The exhibit text and labels that explain Scheid’s photos are written by Jennifer Robison. The exhibit debuts in the museum’s South Changing Gallery with a free reception from 5 to 7 p.m.

The exhibit shows the day-to-day operations of a ranching family, including teaching the skills of roundup and branding to the family’s younger generation. It explores the role of ranching in Nevada history, cowboys, rodeo traditions and rural Nevada.

The exhibit text says, “Few families embody that ability to adapt more than Nye County’s Fallini clan. The Fallinis have ranched central Nevada’s arid desert for 150 years — for as long as there’s been a Nevada. Ensuring survival of the family’s Twin Springs Ranch has required careful stewardship of the countryside, healthy respect for a fickle Mother Nature and, increasingly, political and policy skill to maneuver ever-changing federal regulations on land use in rural Nevada.”

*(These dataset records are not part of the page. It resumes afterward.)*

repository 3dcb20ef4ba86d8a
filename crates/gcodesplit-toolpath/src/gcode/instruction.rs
//! Program instruction model
//!
//! One [`Instruction`] per program line. Fields are optional because a line
//! may update only a subset of axes; modal flags are stamped on by the parser
//! so every instruction can be rendered without looking at its neighbours.

use gcodesplit_core::{ArcDirection, MeasurementSystem};
use serde::{Deserialize, Serialize};

/// Motion class of an instruction
#[derive(Debug, Clone, Copy, PartialEq, Eq, Hash, Serialize, Deserialize)]
pub enum MotionClass {
    /// G0 positioning move
    Rapid,
    /// G1 feed move
    Linear,
    /// G2 clockwise arc
    ArcCw,
    /// G3 counterclockwise arc
    ArcCcw,
    /// G4 dwell
    Dwell,
    /// Mode setters, M/T commands and anything else without geometry
    Other,
}

impl MotionClass {
    /// Motion class selected by a G number, if it is one of G0-G4
    pub fn from_g_number(number: f64) -> Option<Self> {
        if number.fract() != 0.0 {
            return None;
        }
        match number as i64 {
            0 => Some(Self::Rapid),
            1 => Some(Self::Linear),
            2 => Some(Self::ArcCw),
            3 => Some(Self::ArcCcw),
            4 => Some(Self::Dwell),
            _ => None,
        }
    }

    /// Whether this class traces geometry when rendered
    pub fn is_renderable(self) -> bool {
        matches!(
            self,
            Self::Rapid | Self::Linear | Self::ArcCw | Self::ArcCcw
        )
    }

    pub fn is_arc(self) -> bool {
        matches!(self, Self::ArcCw | Self::ArcCcw)
    }

    pub fn arc_direction(self) -> Option<ArcDirection> {
        match self {
            Self::ArcCw => Some(ArcDirection::Clockwise),
            Self::ArcCcw => Some(ArcDirection::CounterClockwise),
            _ => None,
        }
    }

    /// Canonical G word for classes that have one
    pub fn g_word(self) -> Option<&'static str> {
        match self {
            Self::Rapid => Some("G0"),
            Self::Linear => Some("G1"),
            Self::ArcCw => Some("G2"),
            Self::ArcCcw => Some("G3"),
            Self::Dwell => Some("G4"),
            Self::Other => None,
        }
    }
}

impl std::fmt::Display for MotionClass {
    fn fmt(&self, f: &mut std::fmt::Formatter<'_>) -> std::fmt::Result {
        match self {
            Self::Rapid => write!(f, "Rapid"),
            Self::Linear => write!(f, "Linear"),
            Self::ArcCw => write!(f, "ArcCW"),
            Self::ArcCcw => write!(f, "ArcCCW"),
            Self::Dwell => write!(f, "Dwell"),
            Self::Other => write!(f, "Other"),
        }
    }
}

/// True when `word` is one of the G0-G3 motion words (`G1`, `G01`, `g2`...)
pub fn is_motion_word(word: &str) -> bool {
    let mut chars = word.chars();
    match chars.next() {
        Some('G') | Some('g') => chars
            .as_str()
            .parse::<f64>()
            .ok()
            .and_then(MotionClass::from_g_number)
            .is_some_and(|m| m.is_renderable()),
        _ => false,
    }
}

/// A single parsed program line
///
/// Coordinates are kept in program units; rendering converts to millimeters.
#[derive(Debug, Clone, PartialEq, Serialize, Deserialize)]
pub struct Instruction {
    /// Motion class, `None` for comment-only and empty lines
    pub motion: Option<MotionClass>,
    /// Command tag: the leading G/M/T word(s) and any words without a field
    pub command: String,
    pub x: Option<f64>,
    pub y: Option<f64>,
    pub z: Option<f64>,
    /// Arc center X (offset or absolute, per `arc_absolute`)
    pub i: Option<f64>,
    /// Arc center Y (offset or absolute, per `arc_absolute`)
    pub j: Option<f64>,
    /// Feed rate
    pub f: Option<f64>,
    /// Dwell / auxiliary parameter
    pub p: Option<f64>,
    pub tool: Option<i32>,
    pub m_code: Option<i32>,
    /// Comment text; `\n` separates comment lines
    pub comment: Option<String>,
    /// G90 (true) or G91 in effect for this line
    pub absolute: bool,
    /// G21 (true) or G20 in effect for this line
    pub metric: bool,
    /// G90.1 (true) or G91.1 in effect for this line
    pub arc_absolute: bool,
}

impl Default for Instruction {
    fn default() -> Self {
        Self {
            motion: None,
            command: String::new(),
            x: None,
            y: None,
            z: None,
            i: None,
            j: None,
            f: None,
            p: None,
            tool: None,
            m_code: None,
            comment: None,
            absolute: true,
            metric: true,
            arc_absolute: false,
        }
    }
}

impl Instruction {
    /// New instruction of `motion` tagged with its canonical G word
    pub fn new(motion: MotionClass) -> Self {
        Self {
            motion: Some(motion),
            command: motion.g_word().unwrap_or_default().to_string(),
            ..Self::default()
        }
    }

    /// A comment-only line
    pub fn comment_line(text: impl Into<String>) -> Self {
        Self {
            comment: Some(text.into()),
            ..Self::default()
        }
    }

    /// A non-motion command line such as `G90` or `M5`
    pub fn command_line(tag: impl Into<String>) -> Self {
        Self {
            motion: Some(MotionClass::Other),
            command: tag.into(),
            ..Self::default()
        }
    }

    pub fn rapid() -> Self {
        Self::new(MotionClass::Rapid)
    }

    pub fn linear() -> Self {
        Self::new(MotionClass::Linear)
    }

    pub fn arc(direction: ArcDirection) -> Self {
        match direction {
            ArcDirection::Clockwise => Self::new(MotionClass::ArcCw),
            ArcDirection::CounterClockwise => Self::new(MotionClass::ArcCcw),
        }
    }

    pub fn with_x(mut self, x: f64) -> Self {
        self.x = Some(x);
        self
    }

    pub fn with_y(mut self, y: f64) -> Self {
        self.y = Some(y);
        self
    }

    pub fn with_z(mut self, z: f64) -> Self {
        self.z = Some(z);
        self
    }

    pub fn with_xyz(self, x: f64, y: f64, z: f64) -> Self {
        self.with_x(x).with_y(y).with_z(z)
    }

    pub fn with_center(mut self, i: f64, j: f64) -> Self {
        self.i = Some(i);
        self.j = Some(j);
        self
    }

    pub fn with_feed(mut self, f: f64) -> Self {
        self.f = Some(f);
        self
    }

    pub fn with_comment(mut self, comment: impl Into<String>) -> Self {
        self.comment = Some(comment.into());
        self
    }

    /// Copy the modal flags of `other` onto this instruction
    pub fn with_modes_of(mut self, other: &Instruction) -> Self {
        self.absolute = other.absolute;
        self.metric = other.metric;
        self.arc_absolute = other.arc_absolute;
        self
    }

    /// No motion, no tag, no fields and no comment
    pub fn is_empty(&self) -> bool {
        self.motion.is_none() && self.command.is_empty() && !self.has_fields() && self.comment.is_none()
    }

    /// A line that carries only a comment
    pub fn is_comment_only(&self) -> bool {
        self.motion.is_none()
            && self.command.is_empty()
            && !self.has_fields()
            && self.comment.is_some()
    }

    /// Any of the X/Y/Z/I/J/F/P/T/M fields present
    pub fn has_fields(&self) -> bool {
        self.x.is_some()
            || self.y.is_some()
            || self.z.is_some()
            || self.i.is_some()
            || self.j.is_some()
            || self.f.is_some()
            || self.p.is_some()
            || self.tool.is_some()
            || self.m_code.is_some()
    }

    /// Any of X/Y/Z present
    pub fn has_coordinates(&self) -> bool {
        self.x.is_some() || self.y.is_some() || self.z.is_some()
    }

    /// X or Y present
    pub fn has_xy(&self) -> bool {
        self.x.is_some() || self.y.is_some()
    }

    /// Rapid, linear and arc moves render; everything else is pass-through
    pub fn can_render(&self) -> bool {
        self.motion.is_some_and(MotionClass::is_renderable)
    }

    pub fn is_rapid(&self) -> bool {
        self.motion == Some(MotionClass::Rapid)
    }

    pub fn is_linear(&self) -> bool {
        self.motion == Some(MotionClass::Linear)
    }

    pub fn is_arc(&self) -> bool {
        self.motion.is_some_and(MotionClass::is_arc)
    }

    pub fn arc_direction(&self) -> Option<ArcDirection> {
        self.motion.and_then(MotionClass::arc_direction)
    }

    pub fn measurement_system(&self) -> MeasurementSystem {
        MeasurementSystem::from_metric_flag(self.metric)
    }

    /// Command tag with the motion word forced to `motion`'s canonical word.
    ///
    /// Non-motion words already in the tag (`G90`, `N10`, `M8`...) are kept
    /// after it, so a line inheriting its motion modally gains an explicit word.
    pub fn tag_for(&self, motion: MotionClass) -> String {
        let extras: Vec<&str> = self
            .command
            .split_whitespace()
            .filter(|word| !is_motion_word(word))
            .collect();
        let mut words: Vec<&str> = Vec::with_capacity(extras.len() + 1);
        if let Some(g) = motion.g_word() {
            words.push(g);
        }
        words.extend(extras);
        words.join(" ")
    }
}
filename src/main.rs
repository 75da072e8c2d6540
use anyhow::Result;
use hf_proxy_rust::{config, server};
use tracing::info;
use tracing_subscriber::EnvFilter;

/// Builds the log filter from a level or a full directive list such as
/// `hf_proxy_rust=debug,tower_http=info`
fn build_filter(directives: &str) -> Result<EnvFilter> {
    EnvFilter::try_new(directives).map_err(|e| {
        anyhow::anyhow!(
            "Invalid log filter: '{}' ({}). Use a level (error, warn, info, debug, trace) or target=level directives",
            directives,
            e
        )
    })
}

#[tokio::main]
async fn main() -> Result<()> {
    // Configuration comes first so its log level can seed the subscriber
    let config = match config::load().await {
        Ok(config) => config,
        Err(e) => {
            eprintln!("Failed to load configuration: {}", e);
            std::process::exit(1);
        }
    };

    let log_level = std::env::var("RUST_LOG").unwrap_or_else(|_| config.server.logs.level.clone());

    let filter = match build_filter(&log_level) {
        Ok(filter) => filter,
        Err(e) => {
            eprintln!("{}", e);
            std::process::exit(1);
        }
    };

    tracing_subscriber::fmt()
        .with_env_filter(filter)
        .json()
        .init();

    info!(
        "Starting HF proxy with model '{}' and log filter {}",
        config.inference.model, log_level
    );

    server::run(config).await?;

    Ok(())
}
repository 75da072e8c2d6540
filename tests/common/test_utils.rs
use super::mocks::MockInferenceClient;
use axum::Router;
use axum_test::TestServer;
use hf_proxy_rust::{
    config::InferenceConfig,
    relay::ChatRelay,
    server::{self, handlers::AppState},
};
use std::sync::Arc;

pub const TEST_TOKEN: &str = "hf_test_token";
pub const TEST_MODEL: &str = "gpt2";

/// Inference settings pointing at a local mock upstream
pub fn create_test_config(api_base: &str) -> InferenceConfig {
    InferenceConfig {
        api_base: api_base.to_string(),
        token: Some(TEST_TOKEN.to_string()),
        model: TEST_MODEL.to_string(),
        timeout_secs: None,
    }
}

/// Router backed by the real HTTP client
pub fn create_app(config: &InferenceConfig) -> Router {
    let relay = ChatRelay::from_config(config).expect("Failed to build relay");
    server::router(AppState::new(relay))
}

/// Router backed by an in-process mock client
pub fn create_mock_app(client: MockInferenceClient) -> Router {
    server::router(AppState::new(ChatRelay::new(Arc::new(client))))
}

pub fn create_test_server(app: Router) -> TestServer {
    TestServer::new(app).expect("Failed to start test server")
}
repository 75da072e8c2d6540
use hf_proxy_rust::config::{self, Config};
use pretty_assertions::assert_eq;
use tempfile::TempDir;

const SAMPLE_CONFIG_YAML: &str = r#"
server:
  host: "127.0.0.1"
  port: 9090
  logs:
    level: "debug"
inference:
  api_base: "http://localhost:8000"
  model: "facebook/blenderbot-400M-distill"
  timeout_secs: 30
"#;

async fn write_config(dir: &TempDir, content: &str) -> String {
    let path = dir.path().join("config.yaml");
    tokio::fs::write(&path, content).await.unwrap();
    path.to_string_lossy().to_string()
}

#[tokio::test]
async fn test_load_from_file() {
    let dir = tempfile::tempdir().unwrap();
    let path = write_config(&dir, SAMPLE_CONFIG_YAML).await;

    let config = config::load_from_file(&path).await.unwrap();

    assert_eq!(config.server.host, "127.0.0.1");
    assert_eq!(config.server.port, 9090);
    assert_eq!(config.server.logs.level, "debug");
    assert_eq!(config.inference.api_base, "http://localhost:8000");
    assert_eq!(config.inference.model, "facebook/blenderbot-400M-distill");
    assert_eq!(config.inference.timeout_secs, Some(30));
    assert!(config.inference.token().is_none());
}

#[tokio::test]
async fn test_environment_overrides_file_values() {
    let dir = tempfile::tempdir().unwrap();
    let path = write_config(&dir, SAMPLE_CONFIG_YAML).await;

    let mut config = config::load_from_file(&path).await.unwrap();
    config
        .apply_overrides(|key| match key {
            "PORT" => Some("7000".to_string()),
            "HF_TOKEN" => Some("hf_from_env".to_string()),
            _ => None,
        })
        .unwrap();

    assert_eq!(config.server.port, 7000);
    assert_eq!(config.inference.token(), Some("hf_from_env"));
    assert_eq!(config.inference.model, "facebook/blenderbot-400M-distill");
}

#[tokio::test]
async fn test_missing_file_is_io_error() {
    let dir = tempfile::tempdir().unwrap();
    let path = dir.path().join("absent.yaml");

    let err = config::load_from_file(&path.to_string_lossy())
        .await
        .unwrap_err();

    assert!(matches!(err, hf_proxy_rust::Error::Io(_)));
}

#[tokio::test]
async fn test_invalid_yaml_is_rejected() {
    let dir = tempfile::tempdir().unwrap();
    let path = write_config(&dir, "server: [not, a, map]").await;

    let err = config::load_from_file(&path).await.unwrap_err();
    assert!(matches!(err, hf_proxy_rust::Error::Yaml(_)));
}

#[test]
fn test_empty_environment_keeps_defaults() {
    let mut config = Config::default();
    config.apply_overrides(|_| None).unwrap();

    assert_eq!(config.server.port, 8080);
    assert_eq!(config.inference.model, "Claude 3.5 Haiku");
}
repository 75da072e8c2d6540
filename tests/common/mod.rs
#![allow(dead_code)]

pub mod mocks;
pub mod test_utils;
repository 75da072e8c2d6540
use super::types::UpstreamRequest;
use crate::{Error, Result, config::InferenceConfig};
use async_trait::async_trait;
use serde_json::Value;
use std::time::Duration;
use tracing::{debug, warn};

#[async_trait]
pub trait InferenceClient: Send + Sync {
    /// Sends one generation request and returns the parsed, unvalidated body.
    async fn generate(&self, request: UpstreamRequest) -> Result<Value>;
}

pub struct HuggingFaceClient {
    http: reqwest::Client,
    endpoint: String,
    token: String,
    timeout: Option<Duration>,
}

impl HuggingFaceClient {
    pub fn new(config: &InferenceConfig) -> Result<Self> {
        let token = config.token().ok_or(Error::MissingToken)?.to_string();
        if config.timeout_secs == Some(0) {
            return Err(Error::config("timeout_secs must be greater than zero"));
        }
        let endpoint = format!(
            "{}/models/{}",
            config.api_base.trim_end_matches('/'),
            config.model
        );

        Ok(Self {
            http: reqwest::Client::new(),
            endpoint,
            token,
            timeout: config.timeout_secs.map(Duration::from_secs),
        })
    }

    pub fn endpoint(&self) -> &str {
        &self.endpoint
    }

    async fn send(&self, request: &UpstreamRequest) -> Result<Value> {
        let response = self
            .http
            .post(&self.endpoint)
            .bearer_auth(&self.token)
            .json(request)
            .send()
            .await?;

        let status = response.status();
        if !status.is_success() {
            // The body still goes through reply extraction.
            warn!("Inference endpoint answered with status {}", status);
        }

        let body = response.bytes().await?;
        debug!("Received {} byte response from inference endpoint", body.len());

        Ok(serde_json::from_slice(&body)?)
    }
}

#[async_trait]
impl InferenceClient for HuggingFaceClient {
    async fn generate(&self, request: UpstreamRequest) -> Result<Value> {
        debug!("Sending generation request to {}", self.endpoint);

        match self.timeout {
            Some(limit) => tokio::time::timeout(limit, self.send(&request))
                .await
                .map_err(|_| Error::Timeout {
                    secs: limit.as_secs(),
                })?,
            None => self.send(&request).await,
        }
    }
}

For more than three decades, Scheid has been photographing Las Vegas. He said he chased down the infamous Hole in the Wall Gang and Chicago mobster Tony “The Ant” Spilotro walking defiantly with his defense attorney Oscar Goodman. He photographed the UNLV Running Rebels basketball team on the road to the national championship. He captured some of the most famous celebrities on the Las Vegas Strip. In a way no one else could, Scheid has been there to tell the story of Las Vegas.

Scheid was born and raised in eastern Montana where the badlands meet the prairie. Inspired by his mother’s work as a journalist, he took his first newspaper job in Glendive, Mont.

“I’m a visual anthropologist photographing Nevada and Las Vegas,” Scheid said.

The museum is open from 8:30 a.m. to 4:30 p.m. Tuesdays through Sundays at 600 N. Carson St. Admission is $8 for adults; free for museum members and ages 17 and younger.